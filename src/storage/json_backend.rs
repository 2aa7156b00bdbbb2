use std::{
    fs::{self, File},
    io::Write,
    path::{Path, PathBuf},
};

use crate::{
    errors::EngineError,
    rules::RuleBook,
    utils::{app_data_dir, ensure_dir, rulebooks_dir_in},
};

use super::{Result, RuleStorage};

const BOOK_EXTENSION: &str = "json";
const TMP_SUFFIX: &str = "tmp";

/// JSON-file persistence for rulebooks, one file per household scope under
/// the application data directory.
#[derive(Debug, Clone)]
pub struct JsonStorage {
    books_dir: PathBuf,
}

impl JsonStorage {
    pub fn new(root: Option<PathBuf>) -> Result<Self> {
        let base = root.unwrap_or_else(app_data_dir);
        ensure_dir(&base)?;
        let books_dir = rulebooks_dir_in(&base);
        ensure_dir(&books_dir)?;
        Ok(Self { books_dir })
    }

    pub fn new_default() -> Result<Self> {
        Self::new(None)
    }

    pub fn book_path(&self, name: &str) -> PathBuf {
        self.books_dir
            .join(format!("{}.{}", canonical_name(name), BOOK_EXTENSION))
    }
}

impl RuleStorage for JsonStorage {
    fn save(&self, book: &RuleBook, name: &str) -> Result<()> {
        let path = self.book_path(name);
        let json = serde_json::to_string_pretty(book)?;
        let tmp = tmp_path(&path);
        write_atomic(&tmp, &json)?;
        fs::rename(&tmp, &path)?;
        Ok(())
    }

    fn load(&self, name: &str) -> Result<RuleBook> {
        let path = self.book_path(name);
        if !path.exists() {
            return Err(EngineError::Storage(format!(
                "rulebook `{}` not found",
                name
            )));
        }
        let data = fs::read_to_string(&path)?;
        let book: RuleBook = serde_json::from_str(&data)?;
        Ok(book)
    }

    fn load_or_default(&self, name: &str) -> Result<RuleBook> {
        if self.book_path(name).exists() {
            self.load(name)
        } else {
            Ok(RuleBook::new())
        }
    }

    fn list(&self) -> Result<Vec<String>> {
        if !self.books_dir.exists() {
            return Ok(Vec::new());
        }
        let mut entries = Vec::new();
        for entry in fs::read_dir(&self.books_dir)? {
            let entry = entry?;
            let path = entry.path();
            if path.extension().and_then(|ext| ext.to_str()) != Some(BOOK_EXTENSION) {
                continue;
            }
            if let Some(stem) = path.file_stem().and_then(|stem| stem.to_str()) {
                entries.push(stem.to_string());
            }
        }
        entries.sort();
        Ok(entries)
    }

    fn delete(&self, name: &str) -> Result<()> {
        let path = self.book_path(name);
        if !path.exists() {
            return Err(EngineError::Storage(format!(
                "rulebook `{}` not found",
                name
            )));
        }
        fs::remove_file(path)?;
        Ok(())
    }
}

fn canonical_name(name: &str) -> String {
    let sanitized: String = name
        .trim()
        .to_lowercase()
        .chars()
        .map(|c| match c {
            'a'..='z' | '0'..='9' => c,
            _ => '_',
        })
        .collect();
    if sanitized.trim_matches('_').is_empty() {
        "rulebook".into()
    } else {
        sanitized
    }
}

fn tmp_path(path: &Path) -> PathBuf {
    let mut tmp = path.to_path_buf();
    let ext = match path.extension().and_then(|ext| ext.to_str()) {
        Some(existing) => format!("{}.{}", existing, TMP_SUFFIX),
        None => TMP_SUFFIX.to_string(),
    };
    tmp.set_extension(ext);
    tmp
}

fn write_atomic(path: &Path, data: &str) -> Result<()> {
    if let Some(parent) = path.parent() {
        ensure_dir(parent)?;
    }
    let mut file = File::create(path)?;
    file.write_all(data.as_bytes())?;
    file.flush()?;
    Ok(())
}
★ ★ ★
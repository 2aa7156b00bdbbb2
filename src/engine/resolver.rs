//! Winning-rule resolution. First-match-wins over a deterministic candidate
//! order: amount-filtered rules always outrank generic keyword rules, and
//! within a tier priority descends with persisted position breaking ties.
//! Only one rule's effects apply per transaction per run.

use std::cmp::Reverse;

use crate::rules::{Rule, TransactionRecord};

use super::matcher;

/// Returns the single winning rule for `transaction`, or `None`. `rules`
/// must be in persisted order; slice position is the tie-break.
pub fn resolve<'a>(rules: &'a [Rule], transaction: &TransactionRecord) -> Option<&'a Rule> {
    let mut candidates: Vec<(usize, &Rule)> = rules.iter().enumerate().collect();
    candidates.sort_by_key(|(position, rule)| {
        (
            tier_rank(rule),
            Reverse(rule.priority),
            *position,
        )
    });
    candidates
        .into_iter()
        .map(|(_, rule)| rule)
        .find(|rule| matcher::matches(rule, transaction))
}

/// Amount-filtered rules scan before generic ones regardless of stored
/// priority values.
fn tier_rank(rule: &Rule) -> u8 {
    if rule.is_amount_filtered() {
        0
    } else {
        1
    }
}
★ ★ ★
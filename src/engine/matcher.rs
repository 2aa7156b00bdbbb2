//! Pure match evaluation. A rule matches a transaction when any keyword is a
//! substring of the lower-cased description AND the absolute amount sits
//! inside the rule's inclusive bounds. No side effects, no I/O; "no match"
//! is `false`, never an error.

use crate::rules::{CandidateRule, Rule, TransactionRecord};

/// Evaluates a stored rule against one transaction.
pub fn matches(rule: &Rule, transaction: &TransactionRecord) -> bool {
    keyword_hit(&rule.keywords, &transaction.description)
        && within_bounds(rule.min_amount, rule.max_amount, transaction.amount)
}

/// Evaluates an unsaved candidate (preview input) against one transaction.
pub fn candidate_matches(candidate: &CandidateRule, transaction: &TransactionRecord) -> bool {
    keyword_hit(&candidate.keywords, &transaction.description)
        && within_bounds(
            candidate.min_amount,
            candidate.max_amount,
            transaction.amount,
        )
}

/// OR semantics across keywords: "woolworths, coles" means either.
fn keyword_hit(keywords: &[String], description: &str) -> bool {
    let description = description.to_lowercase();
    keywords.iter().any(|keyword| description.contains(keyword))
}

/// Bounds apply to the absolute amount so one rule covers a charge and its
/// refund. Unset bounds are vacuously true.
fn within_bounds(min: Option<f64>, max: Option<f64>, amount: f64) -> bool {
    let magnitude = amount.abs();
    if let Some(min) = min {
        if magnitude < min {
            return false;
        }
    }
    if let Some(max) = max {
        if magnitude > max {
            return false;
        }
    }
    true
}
★ ★ ★
> **About this exercise**
Quote the listing above, but only from the line that shows "fs::rename(&tmp, &path)?;" through the line that shows "let data = fs::read_to_string(&path)?;".

> **Answer space**
        fs::rename(&tmp, &path)?;
        Ok(())
    }

    fn load(&self, name: &str) -> Result<RuleBook> {
        let path = self.book_path(name);
        if !path.exists() {
            return Err(EngineError::Storage(format!(
                "rulebook `{}` not found",
                name
            )));
        }
        let data = fs::read_to_string(&path)?;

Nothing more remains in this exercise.